However, I don't think we should concern ourselves too much with indexeddb here; multiprocess behaviour on web is not currently an issue due to element-hq/element-web#25157, and right now I think it's more likely that we'll solve multi-tab operation by having a single worker process which is shared between tabs at the JS level than by trying to make concurrent matrix-sdk-crypto processes truly robust. (Note that the NSE process is an easier problem to solve than the web process, because the NSE process does less stuff. For example, it will never send encrypted messages, which means a whole class of failure modes is ruled out.)

In other words: if indexeddb support were the only thing worrying us here, I wouldn't count that as a good argument.

@bnjbvr
Copy link
Member

bnjbvr commented Mar 1, 2024

(Note that the NSE process is an easier problem to solve than the web process, because the NSE process does less stuff. For example, it will never send encrypted messages, which means a whole class of failure modes is ruled out.)

iOS Share Extension enters the room

(This is another process that will be used to send encrypted messages, for what it's worth.)

@richvdh
Copy link
Member

richvdh commented Mar 1, 2024

ugh.

@ara4n
Copy link
Member

ara4n commented Mar 2, 2024

also, i think NSE /can/ send encrypted messages (via quick reply functionality) - i.e. replying from lockscreen etc.

@ara4n
Copy link
Member

ara4n commented Mar 3, 2024

(also, if rust-sdk /does/ have to support concurrent access to the same underlying store - e.g. for NSE, it feels really weird not to avail ourselves of that as a feature on EWR, imo, rather than coming up with an entirely different service-worker based architecture that solves the same underlying problem)

@kegsay
Copy link
Member Author

kegsay commented Mar 4, 2024

NSE can send messages in EI today, though accidentally, which is what element-hq/element-ios#7751 is talking about - specifically key sharing requests.

@BillCarsonFr
Copy link
Member

Context Links:
IOS/EIR: share and quick reply are disabled element-hq/element-ios#7618
IOS/EIR: Background machine matrix-org/matrix-ios-sdk#1704

@richvdh
Copy link
Member

richvdh commented Mar 4, 2024

also, i think NSE /can/ send encrypted messages (via quick reply functionality) - i.e. replying from lockscreen etc.

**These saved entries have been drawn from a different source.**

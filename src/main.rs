// Transit delay watch: polls line status, prints the delay summary and keeps
// a rolling daily history on disk.

use std::path::PathBuf;
use std::sync::Arc;

use anyhow::{Context, Result};
use clap::Parser;
use tracing::info;
use tracing_subscriber::EnvFilter;

use transit_delay_watch::display::{day_detail, render_snapshot};
use transit_delay_watch::{AppConfig, FileBlobStore, HistoryTracker, StatusClient, StatusPoller};

#[derive(Parser, Debug)]
#[command(name = "transit-delay-watch")]
#[command(about = "Watch transit line status and keep a rolling delay history")]
struct Args {
    /// Path to a TOML config file
    #[arg(short, long)]
    config: Option<PathBuf>,

    /// Fetch once, print the summary and exit
    #[arg(long)]
    once: bool,

    /// Print the stored history for one day (YYYY-MM-DD) and exit
    #[arg(long, value_name = "DATE")]
    day: Option<String>,
}

fn init_tracing() {
    let filter = EnvFilter::try_from_default_env().unwrap_or_else(|_| EnvFilter::new("info"));
    tracing_subscriber::fmt().with_env_filter(filter).with_target(false).init();
}

#[tokio::main]
async fn main() -> Result<()> {
    init_tracing();
    let args = Args::parse();

    let config = AppConfig::load(args.config.as_deref()).context("failed to load configuration")?;

    let store = match &config.storage_dir {
        Some(dir) => FileBlobStore::new(dir),
        None => FileBlobStore::in_cache_dir(),
    };
    info!(path = %store.path_for(&config.storage_key).display(), "delay history location");

    let tracker = HistoryTracker::new(Box::new(store), config.history_settings()?);

    if let Some(date) = &args.day {
        match day_detail(tracker.records(), date) {
            Some(detail) => print!("{}", detail),
            None => println!("No delay history recorded for {}", date),
        }
        return Ok(());
    }
    let client = StatusClient::new(config.endpoint_url.as_str(), config.request_timeout())
        .context("failed to create status client")?;
    let mut poller = StatusPoller::new(Arc::new(client), tracker, config.poll_interval());

    if args.once {
        let snapshot = poller.poll_once().await;
        println!("{}", render_snapshot(&snapshot));
        if let Some(error) = snapshot.error {
            anyhow::bail!(error);
        }
        return Ok(());
    }

    println!("\n🚇 Transit delay watch");
    println!("📡 Source: {}", config.endpoint_url);
    println!("🔄 Refresh: every {} seconds", config.poll_interval_secs);
    println!("🗓️  History: {} days\n", config.retention_days);

    let handle = poller.spawn();
    let mut updates = handle.subscribe();

    loop {
        tokio::select! {
            changed = updates.changed() => {
                if changed.is_err() {
                    break;
                }
                let snapshot = updates.borrow_and_update().clone();
                println!("{}", render_snapshot(&snapshot));
            }
            _ = tokio::signal::ctrl_c() => {
                info!("interrupt received, shutting down");
                break;
            }
        }
    }

    handle.shutdown().await;
    Ok(())
}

For the record, I believe this is currently incorrect: the share extension and quick reply are currently disabled. Though it doesn't entirely change the point here: we need a "proper" fix to that eventually.

(also, if rust-sdk /does/ have to support concurrent access to the same underlying store - e.g. for NSE, it feels really weird not to avail ourselves of that as a feature on EWR, imo, rather than coming up with an entirely different service-worker based architecture that solves the same underlying problem)

hrmrmrmrm you may be right. Web locks make implementing the concurrency in the Rust less horrifying than it used to be.

That said: I don't think we've really figured out the semantics for how different processes can call /sync (and then OlmMachine.receive_sync_changes) and OlmMachine.outgoing_requests without fighting with each other. For example: a particular failure mode might be for both tabs to upload the same batch of OTKs: if one of the keys was claimed in the meantime, we could end up with UISIs. (Though, maybe we have the same problem with single tabs, since we do retries on /keys/upload requests.) We solve this in iOS by having the extensions not generate OTKs, which doesn't really work in web because all processes are equal; if you decide to elect a "master" then you're basically back to web workers.

Anyway: my real point here is that even if we massively improve the concurrency support in the crypto-sdk to the point where the iOS extension processes function correctly (which is a lot of work in itself), that doesn't necessarily get us to the full level of concurrency that web would need.

@BillCarsonFr
Copy link
Member

Related NSE problem, causing re-use of megolm index (detected as replay attack) element-hq/element-ios#7499

@kegsay
Copy link
Member Author

kegsay commented Mar 5, 2024

Anyway: my real point here is that even if we massively improve the concurrency support in the crypto-sdk to the point where the iOS extension processes function correctly (which is a lot of work in itself), that doesn't necessarily get us to the full level of concurrency that web would need.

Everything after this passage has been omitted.